Admin is in my blood.
I've been a receptionist, copy room girl, secretary, legal assistant, trainer (as in training new employees to perform various tasks), executive assistant, bookkeeper, word processor, office manager, business manager and just about any other title that they slap on all manner of grind and grunt work you can imagine.
And I've loved it all right up until now.
Now, 8 years into running my Seattle studio, if my admin load was sitting in my lap it would be so heavy that I'd fall through the floor, if my admin load was luggage I'd be paying $300 overweight fees and if my admin load was in pennies I'd be a millionaire.
I'm being buried in admin, or at least it feels that way.
There have been months where I've finally caught up on accounting by balancing over 10 monthly bank statements in a single sitting. I've been trying to take the PilatesNun.com site to video for almost a year and am no closer to reality on it than I was when I began. I have video from my Mom's memorial service in December that I was supposed to send to my forever dear friend Neil who lives in LA (and is the director of Biggest Loser and a gifted writer and independent film maker) who not only shot the footage but is patiently waiting for me to send it to him so he can edit it into something brilliant. I've lived in my current house since February and still haven't set up my paint table in my art studio which of course means I haven't painted anything since I've been here and although this doesn't qualify as an administrative task, it's admin's first cousin because I can't justify working on getting my paint table set up when I'm hopelessly behind in actual work, in administrative tasks that there's nobody else to do. I have 2 especially dear projects waiting for me on my paint table, which as you know, is not set up but when it is I'll be behind by 2 espeiclly dear projects; wedding gifts for two adored friends - Sherri Betz and Molly Wizenberg. I told Sherri last time we talked that perhaps I'd get it to she and her husband in time for the 10th anniversary.
How lame is that?
When it comes to admin, I don't have a me to delegate to. I only have a me to do everything, or almost everything.
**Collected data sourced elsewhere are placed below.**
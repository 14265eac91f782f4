/*
 * Copyright 2026 Google LLC All Rights Reserved.
 *
 * Licensed under the Apache License, Version 2.0 (the "License");
 * you may not use this file except in compliance with the License.
 * You may obtain a copy of the License at
 *
 *     http://www.apache.org/licenses/LICENSE-2.0
 *
 * Unless required by applicable law or agreed to in writing, software
 * distributed under the License is distributed on an "AS IS" BASIS,
 * WITHOUT WARRANTIES OR CONDITIONS OF ANY KIND, either express or implied.
 * See the License for the specific language governing permissions and
 * limitations under the License.
 */

//! Builders and fakes shared by the crate's tests.

use std::{collections::HashMap, sync::Arc};

use async_trait::async_trait;
use k8s_openapi::apimachinery::pkg::apis::meta::v1::Time;
use kube::{core::Resource, runtime::watcher};
use serde::de::DeserializeOwned;

use crate::{
    api::{GameServer, GameServerSet, GameServerState, GameServerStatus, Key},
    client::{Clientset, Error},
    informer::{CacheView, Informer},
};

/// A set with a populated template and a stable uid.
pub fn gameserverset(namespace: &str, name: &str, replicas: i32) -> GameServerSet {
    let mut gss = GameServerSet {
        metadata: Default::default(),
        spec: Default::default(),
        status: None,
    };
    gss.metadata.namespace = Some(namespace.into());
    gss.metadata.name = Some(name.into());
    gss.metadata.uid = Some(format!("uid-{name}"));
    gss.spec.replicas = replicas;
    gss
}

/// A named member owned by `gss`, reporting `state`.
pub fn gameserver(gss: &GameServerSet, name: &str, state: GameServerState) -> GameServer {
    let mut gs = gss.gameserver();
    gs.metadata.generate_name = None;
    gs.metadata.name = Some(name.into());
    gs.status = Some(GameServerStatus {
        state,
        ports: None,
        address: String::new(),
        node_name: String::new(),
    });
    gs
}

pub fn on_node(mut gs: GameServer, node: &str) -> GameServer {
    if let Some(status) = gs.status.as_mut() {
        status.node_name = node.into();
    }
    gs
}

pub fn deleting(mut gs: GameServer) -> GameServer {
    gs.metadata.deletion_timestamp = Some(Time(k8s_openapi::chrono::Utc::now()));
    gs
}

/// A cache view already synced and populated with `objects`.
pub fn synced_cache<K>(objects: Vec<K>) -> CacheView<K>
where
    K: Resource<DynamicType = ()> + Clone + DeserializeOwned + std::fmt::Debug + Send + Sync + 'static,
{
    let (view, _informer) = synced_informer(objects);
    view
}

/// Like [`synced_cache`], but keeps the informer around so tests can feed
/// further events through it.
pub fn synced_informer<K>(objects: Vec<K>) -> (CacheView<K>, Informer<K>)
where
    K: Resource<DynamicType = ()> + Clone + DeserializeOwned + std::fmt::Debug + Send + Sync + 'static,
{
    let mut informer = Informer::new();
    informer.apply(watcher::Event::Init);
    for obj in objects {
        informer.apply(watcher::Event::InitApply(obj));
    }
    informer.apply(watcher::Event::InitDone);
    (informer.view(), informer)
}

pub fn api_error(code: u16, reason: &str) -> Error {
    Error::Api(kube::Error::Api(kube::core::ErrorResponse {
        status: "Failure".into(),
        message: reason.into(),
        reason: reason.into(),
        code,
    }))
}

#[derive(Default)]
pub struct FakeState {
    pub created: Vec<GameServer>,
    pub deleted: Vec<Key>,
    pub updated: Vec<GameServerSet>,
    /// (reason, message) pairs in recording order.
    pub events: Vec<(String, String)>,
    /// Status code returned by every create while set.
    pub create_error: Option<u16>,
    /// Status code returned when deleting the named member.
    pub delete_errors: HashMap<String, u16>,
    /// Status code returned by every set update while set.
    pub update_error: Option<u16>,
    next_suffix: u64,
}

/// In-memory [`Clientset`] recording every write it receives.
#[derive(Clone, Default)]
pub struct FakeClientset {
    pub state: Arc<parking_lot::Mutex<FakeState>>,
}

impl FakeClientset {
    pub fn created(&self) -> Vec<GameServer> {
        self.state.lock().created.clone()
    }

    pub fn deleted(&self) -> Vec<Key> {
        self.state.lock().deleted.clone()
    }

    pub fn updated(&self) -> Vec<GameServerSet> {
        self.state.lock().updated.clone()
    }

    pub fn events(&self) -> Vec<(String, String)> {
        self.state.lock().events.clone()
    }

    pub fn events_with_reason(&self, reason: &str) -> usize {
        self.state
            .lock()
            .events
            .iter()
            .filter(|(r, _)| r == reason)
            .count()
    }
}

#[async_trait]
impl Clientset for FakeClientset {
    async fn create_gameserver(&self, mut gs: GameServer) -> Result<GameServer, Error> {
        let mut state = self.state.lock();
        if let Some(code) = state.create_error {
            return Err(api_error(code, "create refused"));
        }

        if gs.metadata.name.is_none() {
            state.next_suffix += 1;
            let prefix = gs.metadata.generate_name.clone().unwrap_or_default();
            gs.metadata.name = Some(format!("{prefix}{:04}", state.next_suffix));
        }
        state.created.push(gs.clone());
        Ok(gs)
    }

    async fn delete_gameserver(&self, namespace: &str, name: &str) -> Result<(), Error> {
        let mut state = self.state.lock();
        if let Some(code) = state.delete_errors.get(name) {
            return Err(api_error(*code, "delete refused"));
        }
        state.deleted.push(Key::new(namespace, name));
        Ok(())
    }

    async fn update_gameserverset(&self, gss: GameServerSet) -> Result<GameServerSet, Error> {
        let mut state = self.state.lock();
        if let Some(code) = state.update_error {
            return Err(api_error(code, "update refused"));
        }
        state.updated.push(gss.clone());
        Ok(gss)
    }

    fn record_event(&self, _gss: &GameServerSet, reason: &str, message: String) {
        self.state.lock().events.push((reason.into(), message));
    }
}
/*
 * Copyright 2026 Google LLC All Rights Reserved.
 *
 * Licensed under the Apache License, Version 2.0 (the "License");
 * you may not use this file except in compliance with the License.
 * You may obtain a copy of the License at
 *
 *     http://www.apache.org/licenses/LICENSE-2.0
 *
 * Unless required by applicable law or agreed to in writing, software
 * distributed under the License is distributed on an "AS IS" BASIS,
 * WITHOUT WARRANTIES OR CONDITIONS OF ANY KIND, either express or implied.
 * See the License for the specific language governing permissions and
 * limitations under the License.
 */

use std::{net::SocketAddr, time::Duration};

/// Process-wide configuration, read once at startup.
#[derive(Clone, Debug, clap::Args)]
#[command(next_help_heading = "Controller Options")]
pub struct Config {
    /// Amount of workers processing the controller's work queue.
    #[clap(long = "workers", env = "AGON_WORKERS", default_value_t = 64)]
    pub workers: usize,

    /// Seconds between full re-enqueues of every cached set.
    #[clap(
        long = "resync-seconds",
        env = "AGON_RESYNC_SECONDS",
        default_value_t = 30
    )]
    pub resync_seconds: u64,

    /// The address the health and metrics endpoint binds.
    #[clap(
        long = "admin-address",
        env = "AGON_ADMIN_ADDRESS",
        default_value = "[::]:8080"
    )]
    pub admin_address: SocketAddr,

    /// The address the admission webhook endpoint binds.
    #[clap(
        long = "webhook-address",
        env = "AGON_WEBHOOK_ADDRESS",
        default_value = "[::]:8081"
    )]
    pub webhook_address: SocketAddr,

    /// The namespace to watch. Watches every namespace when unset.
    #[clap(long = "namespace", env = "AGON_NAMESPACE")]
    pub namespace: Option<String>,
}

impl Config {
    /// Ensures the configuration is runnable.
    pub fn validate(&self) -> crate::Result<()> {
        if self.workers == 0 {
            eyre::bail!("at least one worker is required");
        }
        if self.resync_seconds == 0 {
            eyre::bail!("the resync period must not be zero");
        }
        Ok(())
    }

    pub fn resync(&self) -> Duration {
        Duration::from_secs(self.resync_seconds)
    }
}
Heidi, my right hand man, is learning more administrative tasks and is a huge help to me but she's at about her limit of being able to accomplish, time-wise, the things that she currently is trained to do. She's going to massage school in the spring and she'll have even less time then to enter sales in Quickbooks, audit client accounts, manage the calendar and take care of me in every other way that she's so brilliant doing.
When I think about where all this admin comes from, I think it's because my business is fueled by 3 revenue streams that all require their own bizarre and detailed accounting, I've tried getting by with only 1 lawyer but apparently I absolutely must have 2. I have only 1 CPA and 1 commercial insurance agent but I have 2 tech consultants, one for video and in-studio systems and the other one is a graphics artist and my web developer.
My systems, the processes I use to keep me organized, are pretty refined and have worked for me for years and I really don't think my ineffectiveness is due to me being out of control with organization, determination or endurance. I think I just have too much to do and everything I do that keeps me away from teaching makes me feel farther from Joe & Clara. That makes me sad because all I ever want to do is move closer to them so I can understand this method more clearly and grow stronger in my own teaching.
If you're wondering why on Earth I don't just hire someone, it's because I absolutely cannot justify the expense of hiring an administrative person because I shudder at the thought of their salary (and I pay extremely well) coming 100% off my bottom line. And I'm not alone; most small studios - and Heidi and I are a 2 teacher shop - can't afford administrative help. Besides, I feel as if I should be able to keep up, I have the skills to do it and surely, I should be able to manage my time well enough to get it all done.
Would a non-paid internship work? I wonder. I should call some local colleges and see if there's the possibility of a good match. Surely, it would be a fascinating experience for a solid #2 mentality to learn to support my business and me, a solid #1 mentality. Or at least I think it would be. But then again, I'm me and looking at it from the inside of being me, I must say I think it looks interesting, challenging, super fun and exciting.
I read an article a long time ago in Harper's about air cargo pilots and there was a quote from one of them that went something like this: our jobs entail many hours of mind-numbing boredom that are punctuated by seconds of complete terror. In my life as an administrator, I can understand what that's like.
So, I'm off to bed where I will update my day list for tomorrow, mark off in grand stylish strokes the many things on my today list that I nailed, and will sleep like I'm dead for 7 or 8 or 9 hours and then, I'll get up tomorrow and teach and laugh and eat and drink and do it all again.
That's the way it's been for all these years and I guess that's the way it will be for a few more.
Want to move to Seattle and be my admin hero? Well, do you?